_GOAL OF THE EXERCISE_
Whenever a line of the records below contains the word "BadRequest", copy that line.
-*-*-
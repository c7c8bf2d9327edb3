//! trasy: routes drawn over background images as ordered lists of points,
//! served as browser pages and as a token-authenticated REST API.

pub mod auth;
pub mod config;
pub mod error;
pub mod extractors;
pub mod guard;
pub mod handlers;
pub mod model;
pub mod openapi;
pub mod ordering;
pub mod response;
pub mod routes;
pub mod service;
pub mod state;
pub mod store;
pub mod templates;

pub use config::{Settings, StoreKind};
pub use error::{AppError, ConfigError};
pub use routes::{api_routes, common_routes, form_routes};
pub use state::AppState;
pub use store::{ensure_database_exists, MemoryStore, PgStore, Store};

use axum::Router;
use tower_http::limit::RequestBodyLimitLayer;
use tower_http::services::ServeDir;
use tower_http::trace::TraceLayer;

/// Every surface merged, with the body limit and request tracing applied.
pub fn app(state: AppState, settings: &Settings) -> Router {
    Router::new()
        .merge(common_routes())
        .merge(form_routes())
        .merge(api_routes())
        .nest_service("/media", ServeDir::new(&settings.media_root))
        .layer(RequestBodyLimitLayer::new(settings.body_limit))
        .layer(TraceLayer::new_for_http())
        .with_state(state)
}
//! Typed errors and HTTP mapping.

use axum::{
    http::StatusCode,
    response::{IntoResponse, Response},
    Json,
};
use serde::Serialize;
use thiserror::Error;

#[derive(Error, Debug)]
pub enum ConfigError {
    #[error("missing setting: {0}")]
    Missing(&'static str),
    #[error("invalid setting {key}: {message}")]
    Invalid { key: &'static str, message: String },
    #[error("template: {0}")]
    Template(String),
}

#[derive(Error, Debug)]
pub enum AppError {
    #[error(transparent)]
    Config(#[from] ConfigError),
    /// Missing entity, or one the caller does not own. Both render as 404.
    #[error("not found: {0}")]
    NotFound(String),
    #[error("{field}: {message}")]
    Validation { field: String, message: String },
    #[error("authentication credentials were not provided")]
    Unauthenticated,
    #[error("database: {0}")]
    Db(#[from] sqlx::Error),
    #[error("bad request: {0}")]
    BadRequest(String),
    #[error("internal: {0}")]
    Internal(String),
}

impl AppError {
    pub fn validation(field: impl Into<String>, message: impl Into<String>) -> Self {
        AppError::Validation {
            field: field.into(),
            message: message.into(),
        }
    }

    pub fn status(&self) -> StatusCode {
        self.status_and_code().0
    }

    fn status_and_code(&self) -> (StatusCode, &'static str) {
        match self {
            AppError::Config(_) => (StatusCode::INTERNAL_SERVER_ERROR, "config_error"),
            AppError::NotFound(_) => (StatusCode::NOT_FOUND, "not_found"),
            AppError::Validation { .. } => (StatusCode::BAD_REQUEST, "validation_error"),
            AppError::Unauthenticated => (StatusCode::UNAUTHORIZED, "not_authenticated"),
            AppError::Db(e) => {
                if let sqlx::Error::RowNotFound = e {
                    (StatusCode::NOT_FOUND, "not_found")
                } else {
                    (StatusCode::INTERNAL_SERVER_ERROR, "database_error")
                }
            }
            AppError::BadRequest(_) => (StatusCode::BAD_REQUEST, "bad_request"),
            AppError::Internal(_) => (StatusCode::INTERNAL_SERVER_ERROR, "internal_error"),
        }
    }
}

#[derive(Serialize)]
pub struct ErrorBody {
    pub error: ErrorDetail,
}

#[derive(Serialize)]
pub struct ErrorDetail {
    pub code: String,
    pub message: String,
    #[serde(skip_serializing_if = "Option::is_none")]
    pub details: Option<serde_json::Value>,
}

impl IntoResponse for AppError {
    fn into_response(self) -> Response {
        let (status, code) = self.status_and_code();
        if status.is_server_error() {
            tracing::error!(error = %self, "request failed");
        }
        let details = match &self {
            AppError::Validation { field, message } => Some(serde_json::json!({ field.as_str(): [message] })),
            _ => None,
        };
        let body = ErrorBody {
            error: ErrorDetail {
                code: code.to_string(),
                message: self.to_string(),
                details,
            },
        };
        let mut response = (status, Json(body)).into_response();
        if status == StatusCode::UNAUTHORIZED {
            response.headers_mut().insert(
                axum::http::header::WWW_AUTHENTICATE,
                axum::http::HeaderValue::from_static("Token"),
            );
        }
        response
    }
}
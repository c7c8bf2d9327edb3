//! REST surface under `/api/`.

use super::slashed;
use crate::handlers::api::{
    create_point, create_route, delete_point, delete_route, list_backgrounds, list_points, list_routes, move_point,
    obtain_token, patch_point, patch_route, read_background, read_point, read_route, replace_point, replace_route,
    route_point_details,
};
use crate::openapi::ApiDoc;
use crate::state::AppState;
use axum::routing::{get, post};
use axum::{Json, Router};
use utoipa::OpenApi;

async fn schema() -> Json<utoipa::openapi::OpenApi> {
    Json(ApiDoc::openapi())
}

pub fn api_routes() -> Router<AppState> {
    let router = slashed(Router::new(), "/api/token-auth/", post(obtain_token));
    let router = slashed(router, "/api/schema/", get(schema));
    let router = slashed(router, "/api/obrazy-tla/", get(list_backgrounds));
    let router = slashed(router, "/api/obrazy-tla/:id/", get(read_background));
    let router = slashed(router, "/api/trasy/", get(list_routes).post(create_route));
    let router = slashed(
        router,
        "/api/trasy/:route_id/",
        get(read_route).put(replace_route).patch(patch_route).delete(delete_route),
    );
    let router = slashed(router, "/api/trasy/:route_id/punkty-details/", get(route_point_details));
    let router = slashed(router, "/api/trasy/:route_id/punkty/", get(list_points).post(create_point));
    let router = slashed(
        router,
        "/api/trasy/:route_id/punkty/:point_id/",
        get(read_point).put(replace_point).patch(patch_point).delete(delete_point),
    );
    slashed(
        router,
        "/api/trasy/:route_id/punkty/:point_id/move/:direction/",
        post(move_point),
    )
}
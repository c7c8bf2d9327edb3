//! Process settings read from the environment (and `.env` via dotenvy).

use crate::error::ConfigError;
use once_cell::sync::Lazy;
use regex::Regex;
use std::net::SocketAddr;
use std::path::PathBuf;

pub const DEFAULT_BIND: &str = "0.0.0.0:3000";
pub const DEFAULT_SCHEMA: &str = "trasy";
pub const DEFAULT_MAX_CONNECTIONS: u32 = 5;
pub const DEFAULT_BODY_LIMIT: usize = 1024 * 1024;
pub const DEFAULT_MEDIA_ROOT: &str = "media";

/// Which [`crate::store`] backend the server runs on.
#[derive(Clone, Copy, Debug, PartialEq, Eq)]
pub enum StoreKind {
    Postgres,
    Memory,
}

#[derive(Clone, Debug)]
pub struct Settings {
    pub bind: SocketAddr,
    pub store: StoreKind,
    /// Required for [`StoreKind::Postgres`].
    pub database_url: Option<String>,
    pub max_connections: u32,
    pub schema: String,
    pub body_limit: usize,
    /// Directory served under `/media/` (background images).
    pub media_root: PathBuf,
}

impl Settings {
    pub fn from_env() -> Result<Self, ConfigError> {
        Self::from_lookup(|key| std::env::var(key).ok())
    }

    pub fn from_lookup<F>(lookup: F) -> Result<Self, ConfigError>
    where
        F: Fn(&str) -> Option<String>,
    {
        let get = |key: &str| lookup(key).map(|v| v.trim().to_string()).filter(|v| !v.is_empty());

        let bind_raw = get("TRASY_BIND").unwrap_or_else(|| DEFAULT_BIND.to_string());
        let bind = bind_raw.parse::<SocketAddr>().map_err(|e| ConfigError::Invalid {
            key: "TRASY_BIND",
            message: format!("{}: {}", bind_raw, e),
        })?;

        let store = match get("TRASY_STORE").as_deref() {
            None | Some("postgres") => StoreKind::Postgres,
            Some("memory") => StoreKind::Memory,
            Some(other) => {
                return Err(ConfigError::Invalid {
                    key: "TRASY_STORE",
                    message: format!("expected postgres or memory, got {}", other),
                })
            }
        };

        let database_url = get("DATABASE_URL");
        if store == StoreKind::Postgres && database_url.is_none() {
            return Err(ConfigError::Missing("DATABASE_URL"));
        }

        let max_connections = parse_number(
            "TRASY_MAX_CONNECTIONS",
            get("TRASY_MAX_CONNECTIONS"),
            DEFAULT_MAX_CONNECTIONS,
        )?;
        if max_connections == 0 {
            return Err(ConfigError::Invalid {
                key: "TRASY_MAX_CONNECTIONS",
                message: "must be at least 1".into(),
            });
        }

        let schema = get("TRASY_SCHEMA").unwrap_or_else(|| DEFAULT_SCHEMA.to_string());
        validate_identifier("TRASY_SCHEMA", &schema)?;

        let body_limit = parse_number("TRASY_BODY_LIMIT", get("TRASY_BODY_LIMIT"), DEFAULT_BODY_LIMIT)?;
        let media_root = PathBuf::from(get("TRASY_MEDIA_ROOT").unwrap_or_else(|| DEFAULT_MEDIA_ROOT.to_string()));

        Ok(Settings {
            bind,
            store,
            database_url,
            max_connections,
            schema,
            body_limit,
            media_root,
        })
    }
}

fn parse_number<T>(key: &'static str, raw: Option<String>, default: T) -> Result<T, ConfigError>
where
    T: std::str::FromStr,
    T::Err: std::fmt::Display,
{
    match raw {
        None => Ok(default),
        Some(raw) => raw.parse::<T>().map_err(|e| ConfigError::Invalid {
            key,
            message: format!("{}: {}", raw, e),
        }),
    }
}

static SQL_IDENTIFIER: Lazy<Result<Regex, regex::Error>> = Lazy::new(|| Regex::new(r"^[a-z_][a-z0-9_]{0,62}$"));

/// The schema name is spliced into SQL, so only plain identifiers pass.
fn validate_identifier(key: &'static str, value: &str) -> Result<(), ConfigError> {
    let re = SQL_IDENTIFIER.as_ref().map_err(|e| ConfigError::Invalid {
        key,
        message: e.to_string(),
    })?;
    if re.is_match(value) {
        Ok(())
    } else {
        Err(ConfigError::Invalid {
            key,
            message: format!("{} is not a lowercase SQL identifier", value),
        })
    }
}
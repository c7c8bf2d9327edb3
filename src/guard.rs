//! Ownership guard: resolves a route or point only when the actor owns it.
//!
//! A missing entity and someone else's entity are indistinguishable to the
//! caller; both come back as [`AppError::NotFound`], never as 403.

use crate::error::AppError;
use crate::model::{PointId, Route, RouteId, RoutePoint, UserId};
use crate::store::RouteStore;

pub async fn owned_route(store: &dyn RouteStore, actor: UserId, route_id: RouteId) -> Result<Route, AppError> {
    store
        .owned_route(route_id, actor)
        .await?
        .ok_or_else(|| AppError::NotFound(format!("trasa {}", route_id)))
}

/// A point is owned through its route's owner.
pub async fn owned_point(store: &dyn RouteStore, actor: UserId, point_id: PointId) -> Result<RoutePoint, AppError> {
    store
        .owned_point(point_id, actor)
        .await?
        .ok_or_else(|| AppError::NotFound(format!("punkt {}", point_id)))
}

/// Owned point that must also sit on `route_id` (nested REST paths).
pub async fn owned_point_of_route(
    store: &dyn RouteStore,
    actor: UserId,
    route_id: RouteId,
    point_id: PointId,
) -> Result<RoutePoint, AppError> {
    store
        .owned_point(point_id, actor)
        .await?
        .filter(|p| p.route_id == route_id)
        .ok_or_else(|| AppError::NotFound(format!("punkt {}", point_id)))
}

#[cfg(test)]
mod tests {
    use super::*;
    use crate::model::{NewBackground, NewRoute, NewUser};
    use crate::store::{AccountStore, MemoryStore};

    struct Fixture {
        store: MemoryStore,
        owner: UserId,
        stranger: UserId,
        route: Route,
        point: RoutePoint,
    }

    async fn fixture() -> Fixture {
        let store = MemoryStore::new();
        let mut ids = Vec::new();
        for name in ["owner", "stranger"] {
            let user = store
                .create_user(NewUser {
                    username: name.into(),
                    email: String::new(),
                    password_hash: "x".into(),
                })
                .await
                .unwrap();
            ids.push(user.id);
        }
        let background = store
            .create_background(NewBackground {
                name: "Tło".into(),
                description: String::new(),
                image: "tla/a.png".into(),
                width: 10,
                height: 10,
            })
            .await
            .unwrap();
        let route = store
            .create_route(
                ids[0],
                NewRoute {
                    name: "A".into(),
                    description: String::new(),
                    background_id: background.id,
                },
            )
            .await
            .unwrap();
        let point = store.append_point(route.id, 1, 2).await.unwrap();
        Fixture {
            store,
            owner: ids[0],
            stranger: ids[1],
            route,
            point,
        }
    }

    #[tokio::test]
    async fn owner_resolves_route_and_point() {
        let f = fixture().await;
        assert_eq!(owned_route(&f.store, f.owner, f.route.id).await.unwrap().id, f.route.id);
        assert_eq!(owned_point(&f.store, f.owner, f.point.id).await.unwrap(), f.point);
        assert!(owned_point_of_route(&f.store, f.owner, f.route.id, f.point.id).await.is_ok());
    }

    #[tokio::test]
    async fn stranger_and_missing_ids_look_the_same() {
        let f = fixture().await;
        let foreign = owned_route(&f.store, f.stranger, f.route.id).await.unwrap_err();
        let missing = owned_route(&f.store, f.stranger, 9_999).await.unwrap_err();
        assert!(matches!(foreign, AppError::NotFound(_)));
        assert!(matches!(missing, AppError::NotFound(_)));
        assert!(matches!(
            owned_point(&f.store, f.stranger, f.point.id).await,
            Err(AppError::NotFound(_))
        ));
    }

    #[tokio::test]
    async fn point_under_wrong_route_is_not_found() {
        let f = fixture().await;
        let err = owned_point_of_route(&f.store, f.owner, f.route.id + 500, f.point.id)
            .await
            .unwrap_err();
        assert!(matches!(err, AppError::NotFound(_)));
    }
}
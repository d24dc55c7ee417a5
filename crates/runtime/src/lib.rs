//! Cooperative match orchestrator.
//!
//! `board-runtime` drives the turn/phase state machine over the pure rules
//! in `board-core`. Every point where the game waits on the outside world
//! (dice button, fork choice, recruitment pick, dialogue acknowledgment)
//! is an `.await` on an injected provider, so the whole match runs as one
//! logical thread of control: no two phase-bound operations ever overlap,
//! and a suspended sub-flow (combat, recruitment) must finish before the
//! next phase begins.

pub mod api;
pub mod config;
pub mod providers;
pub mod session;

pub use api::{
    DiceProvider, MatchEvent, NotificationSink, Note, PartnerChoiceProvider, Result, RuntimeError,
    TileChoiceProvider, TileHook,
};
pub use config::SessionConfig;
pub use session::{MatchSession, SessionBuilder};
-*-*-
_ANSWER TO THE PROBLEM_
    BadRequest(String),
            AppError::BadRequest(_) => (StatusCode::BAD_REQUEST, "bad_request"),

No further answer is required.